“I cannot accept that culpability can be graded according to locality – provocation that should be taken lightly in Sliema, would then justify attempted murder in Mellieha”
Tuesday 16 October 2012 - 09:11 by Miriam Dalli
Giovanni Bonello - I can never accept that persons escape responsibility for their actions, ‘because others make them behave like that’
Malta's former judge at the European Court of Human Rights issued a scathing judgement of his own at a ruling by Magistrate Carol Peralta that a man who ran over a tourist who implied he was gay, was justified in his action.
"The Court has no business fanning and pandering to a culture of violence," Judge Giovanni Bonello (pictured) said of the conditional discharge for a Mellieha resident whom Peralta felt was justifiably defending his honour when he ran over a drunken Australian tourist who had irked him at bar, a few hours before the incident.
The man was facing charges of attempted murder.
Bonello also questioned how something that is not illegal, could be deemed to be offensive or to justify violent behaviour.
"If any sexual orientation is fully protected by law, I find it difficult to see how being accused of having a sexual orientation protected by law can be deemed to be so offensive that it excuses grievous and permanent bodily harm," the retired judge argued.
Peralta let Alan Gauci, 36 of Mellieha, off the hook after admitting to causing permanent disability to an Australian tourist in 2004. Gauci deliberately ran over his victim in a car after being called "gay" by the Aussie.
The court noted that Gauci had been provoked into reacting the way he did, with Peralta saying that the accused - who claimed in court to have acted in "defence of his honour" - "lives in Mellieha and, in his psyche, had a reputation to defend in his village. The incident happened in Mellieha, and before fellow villagers, so the insinuation that the accused was 'gay' - even if there is nothing wrong with that - perhaps in the accused's psyche and other villagers' was not acceptable."
But Bonello has told MaltaToday that various aspects of the story confused him.
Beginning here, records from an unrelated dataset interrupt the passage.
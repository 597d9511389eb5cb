//! Standalone player page renderer
//!
//! Emits the HTML shell the session manager runs in: a video element,
//! title overlay, center play toggle, variant and audio-track selectors,
//! and fullscreen control, with the adaptive engine loaded from a CDN
//! and a native source fallback when the engine is unsupported. The
//! audio selector is pre-populated from the probed master-playlist
//! renditions.

use marquee_core::{AudioRendition, ContentId, VariantRegistry};

fn escape(text: &str) -> String {
    text.replace('&', "&amp;")
        .replace('<', "&lt;")
        .replace('>', "&gt;")
        .replace('"', "&quot;")
}

/// Render the player page for a resolved content item
pub fn render(
    content: &ContentId,
    title: Option<&str>,
    poster: Option<&str>,
    registry: &VariantRegistry,
    audio: &[AudioRendition],
) -> String {
    let title = escape(title.unwrap_or("Player"));
    let poster_attr = poster
        .map(|p| format!(" poster=\"{}\"", escape(p)))
        .unwrap_or_default();

    let options: String = registry
        .variants()
        .iter()
        .map(|v| {
            let selected = if v.index == registry.active_index() {
                " selected"
            } else {
                ""
            };
            format!(
                "<option value=\"{}\"{}>{}</option>",
                escape(&v.url),
                selected,
                escape(&v.label())
            )
        })
        .collect();

    let audio_select = if audio.is_empty() {
        String::new()
    } else {
        let audio_options: String = audio
            .iter()
            .enumerate()
            .map(|(i, rendition)| {
                format!(
                    "<option value=\"{}\">{}</option>",
                    i,
                    escape(&rendition.label())
                )
            })
            .collect();
        format!(
            "<label>Audio:</label>\n    <select id=\"audioSelect\">{}</select>",
            audio_options
        )
    };

    let active_url = escape(&registry.active().url);
    let storage_key = escape(&content.storage_key());

    format!(
        r#"<!DOCTYPE html>
<html lang="en">
<head>
<meta charset="UTF-8">
<meta name="viewport" content="width=device-width, initial-scale=1.0">
<title>{title}</title>
<style>
html, body {{ margin:0; height:100%; background:#000; font-family:'Roboto',sans-serif; overflow:hidden; }}
#player {{ width:100%; height:100%; position:relative; }}
video {{ width:100%; height:100%; object-fit:contain; background:#000; }}
#overlay {{ position:absolute; top:20px; left:20px; color:#fff; font-size:20px; font-weight:bold; text-shadow:2px 2px 5px #000; }}
#controls {{ position:absolute; bottom:0; left:0; right:0; display:flex; justify-content:space-between; align-items:center; padding:10px; background:rgba(0,0,0,0.5); opacity:0; transition:opacity 0.3s; }}
#player.controls-visible #controls {{ opacity:1; }}
select {{ background:#222; color:#fff; border:none; padding:5px; border-radius:5px; }}
.btn {{ background:none; border:none; color:white; cursor:pointer; font-size:18px; margin:0 5px; }}
#centerPlay {{ position:absolute; top:50%; left:50%; transform:translate(-50%,-50%); font-size:64px; color:rgba(255,255,255,0.8); display:flex; align-items:center; justify-content:center; cursor:pointer; }}
#player.pseudo-fullscreen {{ position:fixed; inset:0; z-index:9999; }}
</style>
<script src="https://cdn.jsdelivr.net/npm/hls.js@latest"></script>
</head>
<body>
<div id="player" class="controls-visible" data-storage-key="{storage_key}">
  <video id="video"{poster_attr} playsinline></video>
  <div id="overlay">{title}</div>
  <button id="centerPlay">&#9199;</button>
  <div id="controls">
    <label>Stream:</label>
    <select id="variantSelect">{options}</select>
    {audio_select}
    <button class="btn" id="fullscreen">&#x26F6;</button>
  </div>
</div>
<script>
const video = document.getElementById("video")
const variantSelect = document.getElementById("variantSelect")
let hls = null

function load(url) {{
  if (hls) {{ hls.destroy(); hls = null }}
  if (Hls.isSupported()) {{
    hls = new Hls()
    hls.loadSource(url)
    hls.attachMedia(video)
  }} else if (video.canPlayType('application/vnd.apple.mpegurl')) {{
    video.src = url
  }}
}}

load("{active_url}")

variantSelect.addEventListener("change", () => {{
  const wasPlaying = !video.paused
  load(variantSelect.value)
  if (wasPlaying) video.play().catch(() => {{}})
}})

const audioSelect = document.getElementById("audioSelect")
if (audioSelect) {{
  audioSelect.addEventListener("change", () => {{
    if (hls) hls.audioTrack = parseInt(audioSelect.value, 10)
  }})
}}

document.getElementById("centerPlay").addEventListener("click", () => {{
  if (video.paused) video.play().catch(() => {{}})
  else video.pause()
}})

document.getElementById("fullscreen").addEventListener("click", () => {{
  const player = document.getElementById("player")
  if (player.requestFullscreen) {{
    player.requestFullscreen().catch(() => player.classList.add("pseudo-fullscreen"))
  }} else {{
    player.classList.add("pseudo-fullscreen")
  }}
}})
</script>
</body>
</html>
"#
    )
}

#[cfg(test)]
mod tests {
    use super::*;
    use marquee_core::SourceDescriptor;
    use std::collections::HashMap;
    use url::Url;

    fn registry() -> VariantRegistry {
        let batch = vec![
            SourceDescriptor {
                url: "https://a/en.m3u8".into(),
                language: Some("English".into()),
                headers: HashMap::new(),
                source_tag: "a".into(),
            },
            SourceDescriptor {
                url: "https://a/hi.m3u8".into(),
                language: Some("Hindi".into()),
                headers: HashMap::new(),
                source_tag: "a".into(),
            },
        ];
        VariantRegistry::build(&[batch], None).unwrap()
    }

    fn renditions() -> Vec<AudioRendition> {
        vec![
            AudioRendition {
                name: "English".into(),
                language: Some("en".into()),
                uri: Url::parse("https://a/audio/en/index.m3u8").unwrap(),
            },
            AudioRendition {
                name: "Español".into(),
                language: Some("es".into()),
                uri: Url::parse("https://a/audio/es/index.m3u8").unwrap(),
            },
        ]
    }

    #[test]
    fn page_lists_variants_and_marks_active() {
        let html = render(
            &ContentId::movie("603"),
            Some("The Matrix"),
            Some("https://img/poster.jpg"),
            &registry(),
            &[],
        );
        assert!(html.contains("<title>The Matrix</title>"));
        assert!(html.contains("poster=\"https://img/poster.jpg\""));
        assert!(html.contains("<option value=\"https://a/en.m3u8\" selected>English</option>"));
        assert!(html.contains("<option value=\"https://a/hi.m3u8\">Hindi</option>"));
        assert!(html.contains("load(\"https://a/en.m3u8\")"));
        assert!(html.contains("data-storage-key=\"movie:603\""));
        // No renditions probed: no audio menu
        assert!(!html.contains("audioSelect\">"));
    }

    #[test]
    fn audio_menu_lists_probed_renditions() {
        let html = render(
            &ContentId::movie("603"),
            Some("The Matrix"),
            None,
            &registry(),
            &renditions(),
        );
        assert!(html.contains("<option value=\"0\">English (en)</option>"));
        assert!(html.contains("<option value=\"1\">Español (es)</option>"));
        assert!(html.contains("id=\"audioSelect\""));
    }

    #[test]
    fn titles_are_escaped() {
        let html = render(
            &ContentId::movie("1"),
            Some("Fast & <Furious>"),
            None,
            &registry(),
            &[],
        );
        assert!(html.contains("Fast &amp; &lt;Furious&gt;"));
        assert!(!html.contains("poster="));
    }
}
//! Master-playlist probe
//!
//! Fetches a variant's master M3U8 and extracts the alternate audio
//! renditions (`#EXT-X-MEDIA:TYPE=AUDIO`) and variant streams, the same
//! inventory the playback engine will later report. Used by the CLI and
//! by the page renderer to pre-populate the audio menu.

use crate::{Error, QualityLevel, Result};
use m3u8_rs::{AlternativeMediaType, MasterPlaylist};
use reqwest::Client;
use tracing::debug;
use url::Url;

/// One alternate audio rendition declared by a master playlist
#[derive(Debug, Clone, PartialEq, Eq)]
pub struct AudioRendition {
    /// NAME attribute, falling back to "Audio N"
    pub name: String,
    /// LANGUAGE attribute
    pub language: Option<String>,
    /// URI resolved against the master playlist URL
    pub uri: Url,
}

impl AudioRendition {
    /// Menu-style label: name plus language when present
    pub fn label(&self) -> String {
        match &self.language {
            Some(lang) if !lang.is_empty() => format!("{} ({})", self.name, lang),
            _ => self.name.clone(),
        }
    }
}

/// Everything the probe learns from one master playlist
#[derive(Debug, Clone, Default)]
pub struct MasterProbe {
    pub audio: Vec<AudioRendition>,
    pub levels: Vec<QualityLevel>,
}

/// Parse a master playlist body.
///
/// Audio entries without a URI are dropped, matching player behavior:
/// they cannot be loaded independently. Relative URIs resolve against
/// `base_url`.
pub fn parse_master(content: &str, base_url: &Url) -> Result<MasterProbe> {
    let parsed: MasterPlaylist = m3u8_rs::parse_master_playlist_res(content.as_bytes())
        .map_err(|e| Error::PlaylistParse(format!("{:?}", e)))?;

    let mut audio = Vec::new();
    for alternative in &parsed.alternatives {
        if alternative.media_type != AlternativeMediaType::Audio {
            continue;
        }
        let Some(uri) = &alternative.uri else {
            continue;
        };
        let uri = base_url
            .join(uri)
            .map_err(|e| Error::PlaylistParse(format!("bad audio URI {uri}: {e}")))?;
        let name = if alternative.name.is_empty() {
            format!("Audio {}", audio.len() + 1)
        } else {
            alternative.name.clone()
        };
        audio.push(AudioRendition {
            name,
            language: alternative.language.clone(),
            uri,
        });
    }

    let mut levels: Vec<QualityLevel> = parsed
        .variants
        .iter()
        .map(|variant| QualityLevel {
            index: 0,
            height: variant.resolution.map(|r| r.height as u32),
            bitrate: variant.bandwidth,
        })
        .collect();
    levels.sort_by_key(|l| l.bitrate);
    for (idx, level) in levels.iter_mut().enumerate() {
        level.index = idx;
    }

    debug!(
        audio = audio.len(),
        levels = levels.len(),
        "Master playlist probed"
    );
    Ok(MasterProbe { audio, levels })
}

/// Fetch and parse a master playlist
pub async fn probe_master(client: &Client, url: &Url) -> Result<MasterProbe> {
    let body = client
        .get(url.clone())
        .send()
        .await?
        .error_for_status()?
        .text()
        .await?;
    parse_master(&body, url)
}

#[cfg(test)]
mod tests {
    use super::*;

    const MASTER: &str = "#EXTM3U\n\
#EXT-X-MEDIA:TYPE=AUDIO,GROUP-ID=\"aud\",NAME=\"English\",LANGUAGE=\"en\",DEFAULT=YES,URI=\"audio/en/index.m3u8\"\n\
#EXT-X-MEDIA:TYPE=AUDIO,GROUP-ID=\"aud\",NAME=\"Español\",LANGUAGE=\"es\",URI=\"audio/es/index.m3u8\"\n\
#EXT-X-MEDIA:TYPE=AUDIO,GROUP-ID=\"aud\",NAME=\"Commentary\",LANGUAGE=\"en\"\n\
#EXT-X-STREAM-INF:BANDWIDTH=2500000,RESOLUTION=1280x720,AUDIO=\"aud\"\n\
720/index.m3u8\n\
#EXT-X-STREAM-INF:BANDWIDTH=5000000,RESOLUTION=1920x1080,AUDIO=\"aud\"\n\
1080/index.m3u8\n";

    #[test]
    fn extracts_audio_renditions_with_resolved_uris() {
        let base = Url::parse("https://cdn.example.com/v/abc/master.m3u8").unwrap();
        let probe = parse_master(MASTER, &base).unwrap();

        // The URI-less commentary entry is dropped
        assert_eq!(probe.audio.len(), 2);
        assert_eq!(probe.audio[0].name, "English");
        assert_eq!(probe.audio[0].language.as_deref(), Some("en"));
        assert_eq!(
            probe.audio[0].uri.as_str(),
            "https://cdn.example.com/v/abc/audio/en/index.m3u8"
        );
        assert_eq!(probe.audio[1].label(), "Español (es)");
    }

    #[test]
    fn levels_sorted_by_bitrate_and_reindexed() {
        let base = Url::parse("https://cdn.example.com/master.m3u8").unwrap();
        let probe = parse_master(MASTER, &base).unwrap();

        assert_eq!(probe.levels.len(), 2);
        assert_eq!(probe.levels[0].height, Some(720));
        assert_eq!(probe.levels[0].index, 0);
        assert_eq!(probe.levels[1].height, Some(1080));
        assert_eq!(probe.levels[1].label(), "1080p");
    }

    #[test]
    fn rejects_garbage() {
        let base = Url::parse("https://cdn.example.com/master.m3u8").unwrap();
        assert!(matches!(
            parse_master("not a playlist", &base),
            Err(Error::PlaylistParse(_))
        ));
    }
}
Though admitting he only read the press reports of the judgement, he noted that the magistrate was better placed to evaluate the evidence and the circumstances, than outsiders who get their information abridged and second-hand.
"However I am puzzled by various aspects of this story. I can never accept that persons escape responsibility for their actions, 'because others make them behave like that'," Bonello said.
He argued that such arguments were raised in rape cases, where women would be accused of having provoked the attack because they wore miniskirts. He said that such defence was "particularly loathsome".
"I neither could accept that culpability can be graded according to locality - provocation that should be taken lightly in Sliema, would then justify attempted murder in Mellieha."
The ruling was not only also received with consternation by the general public but also by the coordinator of the Malta Gay Rights Movement (MGRM) Gabi Calleja.
"While the accused might have felt that being called gay was an insult to his manhood and damaged his reputation, the message that the court is sending by this sentence is that homophobia is to be condone rather than challenged," Calleja told MaltaToday in last Wednesday's edition of MaltaToday.
"Irrespective of where the accused was from, the reaction was disproportionate to the harm suffered. Magistrate Peralta's sentence justifies taking the law into one's own hand, something with I believe goes contrary to the basic role any member of the judiciary - upholding the rule of law."
Magistrate Peralta - a former freemason - had left 283 pending magisterial inquiries when he was appointed in 2005 as an international judge presiding over war crime trials in Kosovo.
In 2001, then justice minister Austin Gatt told the House that Peralta was one of several magistrates who refused to have his pending caseload of magisterial inquires publicised in the House - something Gatt had publicly criticised.
In comments he gave on breakfast show TVAM earlier this year, Peralta said it was "physically impossible" for him to deal with the pending inquiry caseload, because these inquiries were pending further compilation by court experts.
Peralta also played down his former connection with the Leinster freemasons' lodge. "I would not say it is much of an accusation... being part of an association of some four million people, an association that has championed the freedom of thought, an association that has included world statesmen? It's not exactly an accusation."